My neighborhood is diverse (see horribly generalized and fairly inaccurate map made because it was fun to make below). Okay, most of New York City is diverse. That aside, I am living in a neighborhood that is more diverse than I am used to. I grew up in the northern suburbs of Chicago, where everyone except for the low-wage employees were white, and I went to school in Madison, which is a city that loves diversity but doesn't show it in the campus area. So, living in Boerum Hill has been a change.
It's pretty obvious that a ton of people are inherently a little racist. In my neighborhood, a lot of the non-white residents view me as someone who has come to gentrify things, raise rent prices and knock them over on the way to the subway. One of those is true, but that's not the point. The point is that this bugs me. I don't want to be viewed that way, but when I walk to work in my business casual clothes listening to my iPod, it's kinda tough.

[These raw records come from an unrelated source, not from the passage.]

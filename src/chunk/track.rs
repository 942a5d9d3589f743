//! Track chunk data enums and structs, and the decoder shared by `MTrk` and the XF chunks

use event::MidiEvent;
use meta::MetaEvent;
use sysex::{SysexEvent, SYSEX_END, SYSEX_START};
use thiserror::Error;
use tracing::debug;

#[cfg(feature = "serde")]
use serde::{Deserialize, Serialize};

use crate::{
    chunk::chunk_types::ChunkTags,
    options::{DecodeOptions, TextError},
    reader::MidiStream,
};

pub mod event;
pub mod meta;
pub mod sysex;

/// Status byte introducing a meta event
pub const META_STATUS: u8 = 0xFF;

/// Error types from parsing a track
#[derive(Debug, Error, Clone, PartialEq)]
pub enum TrackError {
    /// A read went past the end of the chunk or the file
    #[error("unexpected end of chunk")]
    OutOfSpace,
    /// The chunk declares more bytes than the file holds
    #[error("chunk declares {declared} bytes but only {available} remain")]
    ChunkTruncated {
        /// Declared chunk length
        declared: usize,
        /// Bytes actually left in the source
        available: usize,
    },
    /// The chunk at the cursor is not one of the accepted tags
    #[error("no {expected} header at start of track, found {found:?}")]
    UnexpectedChunk {
        /// Tags the decoder would have accepted
        expected: ChunkTags,
        /// The tag actually read
        found: [char; 4],
    },
    /// A data byte appeared in status position before any status byte
    #[error("running status without last_status")]
    RunningStatusWithoutStatus,
    /// A variable length quantity ran into the end of the chunk
    #[error("malformed variable length quantity")]
    MalformedVarLen,
    /// A variable length quantity does not fit in 32 bits
    #[error("variable length quantity overflows 32 bits")]
    VarLenOverflow,
    /// Status byte with no defined message
    #[error("undefined status byte {0:#04X}")]
    UnsupportedStatusCode(u8),
    /// A data byte above 127 with clipping disabled
    #[error("data byte {0:#04X} out of range 0..=127")]
    DataByteOutOfRange(u8),
    /// A data byte where the inherited status takes no data
    #[error("unexpected data byte {0:#04X} under running status")]
    UnexpectedDataByte(u8),
    /// Meta Event is in an invalid format
    #[error("meta event data is in an invalid format")]
    InvalidMetaEventData,
    /// Error while decoding a text meta event
    #[error("failed to decode text meta event")]
    TextDecode(#[from] TextError),
}

/// A decoded track chunk, an `MTrk` or one of the XF auxiliary chunks
#[derive(Debug, Clone, PartialEq)]
#[cfg_attr(feature = "serde", derive(Serialize, Deserialize))]
pub struct TrackChunk {
    /// Tag the chunk was stored under
    chunk_type: [char; 4],
    /// All events in stream order
    events: Vec<TrackEvent>,
}

impl TrackChunk {
    /// Decodes the track chunk at the stream's position.
    ///
    /// The chunk tag must be one of `accepted`, otherwise no events are read. Events are decoded
    /// until exactly the declared chunk length is consumed, and the stream is left just past the
    /// chunk. Running status starts empty for every chunk.
    pub fn decode(
        stream: &mut MidiStream<'_>,
        accepted: ChunkTags,
        options: &DecodeOptions,
    ) -> Result<Self, TrackError> {
        let chunk = stream.read_chunk_header()?;
        if !accepted.accepts(chunk.chunk_type) {
            return Err(TrackError::UnexpectedChunk {
                expected: accepted,
                found: chunk.chunk_type,
            });
        }

        if options.debug {
            debug!(
                "Decoding {} chunk of {} bytes at offset {}",
                chunk.tag(),
                chunk.len(),
                stream.position() - 8
            );
        }

        let mut body = stream.chunk_body(chunk.len())?;
        let mut running_status = None;
        let mut events = vec![];

        while !body.is_exhausted() {
            let offset = body.position();
            let event = TrackEvent::read(&mut body, &mut running_status, options)?;
            if options.debug {
                debug!("{}+{}: {:?}", chunk.tag(), offset, event);
            }
            events.push(event);
        }

        Ok(Self {
            chunk_type: chunk.chunk_type,
            events,
        })
    }

    /// Tag the chunk was stored under
    pub fn chunk_type(&self) -> [char; 4] {
        self.chunk_type
    }

    /// All events in stream order
    pub fn events(&self) -> &[TrackEvent] {
        &self.events
    }

    /// Number of events
    pub fn len(&self) -> usize {
        self.events.len()
    }

    /// True if the chunk held no events
    pub fn is_empty(&self) -> bool {
        self.events.is_empty()
    }

    /// Lyric events paired with their absolute tick
    pub fn lyrics(&self) -> impl Iterator<Item = (u64, &str)> + '_ {
        self.events
            .iter()
            .scan(0u64, |tick, event| {
                *tick += u64::from(event.delta_time);
                Some((*tick, event))
            })
            .filter_map(|(tick, event)| match &event.event {
                Event::MetaEvent(MetaEvent::Lyric(text)) => Some((tick, text.as_str())),
                _ => None,
            })
    }
}

/// Decodes one track chunk accepting only `accepted` tags. See [`TrackChunk::decode`]
pub fn decode_track(
    stream: &mut MidiStream<'_>,
    accepted: ChunkTags,
    options: &DecodeOptions,
) -> Result<TrackChunk, TrackError> {
    TrackChunk::decode(stream, accepted, options)
}

/// A MIDI Event with a DeltaTime and an attached Event
#[derive(Debug, Clone, PartialEq)]
#[cfg_attr(feature = "serde", derive(Serialize, Deserialize))]
pub struct TrackEvent {
    /// Delta time is a variable-length representation of how much time to wait in ticks before the
    /// event follows.
    pub delta_time: u32,
    /// The event that occurs after the delta time is waited for
    pub event: Event,
}

impl TrackEvent {
    /// Reads the next delta time and event. `running_status` is consulted when a data byte sits
    /// in status position and is replaced by every status byte other than `0xFF`.
    pub fn read(
        stream: &mut MidiStream<'_>,
        running_status: &mut Option<u8>,
        options: &DecodeOptions,
    ) -> Result<Self, TrackError> {
        let delta_time = stream.read_varlen()?;
        let byte = stream.read_byte()?;

        let (status, first) = if byte < 0x80 {
            let status = running_status.ok_or(TrackError::RunningStatusWithoutStatus)?;
            (status, Some(byte))
        } else {
            if byte != META_STATUS {
                *running_status = Some(byte);
            }
            (byte, None)
        };

        let event = match status {
            META_STATUS => Event::MetaEvent(MetaEvent::read(stream, options.charset)?),
            // Under an inherited sysex status the byte in status position is dropped
            SYSEX_START | SYSEX_END => {
                Event::SysexEvent(SysexEvent::read(stream, status, options.clip)?)
            }
            _ => Event::MidiEvent(MidiEvent::read(stream, status, first, options.clip)?),
        };

        Ok(Self { delta_time, event })
    }
}

/// Any event that may occur
#[derive(Debug, Clone, PartialEq)]
#[cfg_attr(feature = "serde", derive(Serialize, Deserialize))]
pub enum Event {
    /// A midi event
    MidiEvent(MidiEvent),
    /// A system exclusive event
    SysexEvent(SysexEvent),
    /// Specifies non-MIDI information useful to this format or to sequencers
    MetaEvent(MetaEvent),
}

impl Event {
    /// The meta event, if this is one
    pub fn as_meta(&self) -> Option<&MetaEvent> {
        match self {
            Self::MetaEvent(meta) => Some(meta),
            _ => None,
        }
    }
}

I tend to get upset when I see a Hispanic man walk right past me and then ask a Black lady for directions, which happened this morning. I was also annoyed when I was walking into a store next to a Black lady and she asked someone a few feet ahead of me to open the door, even though it was much more convenient for me to do it. These are the small things, the tip of the iceberg, but it bothers me nonetheless. So, what to do?
Lately I've been going out of my way to be nice to people. I'll say "hello, how are you?" to passerbys on the street or I'll lend someone a nickel or a dime at Dunkin' Donuts. Sometimes, I'll just talk to someone in a line. It's amazing how shocked some folks are by this.
Thus far, I haven't made much of a difference in the neighborhood. I still get ignored when people are seeking favors/advice, but I feel a little better about myself. In fact, the other day I exchanged pleasantries with a racial ambassador from the other side. Our eyes met and he smile and said "Hello, how are you?" I smiled back and said "I am fine, thanks." At that moment, I knew he was on my side. The two of us were working together, probably unknowingly, to build a racially tolerant neighborhood. Okay, so he was probably just being nice, but I'd like to think that an army of us-es could change this neighborhood for the better. One day.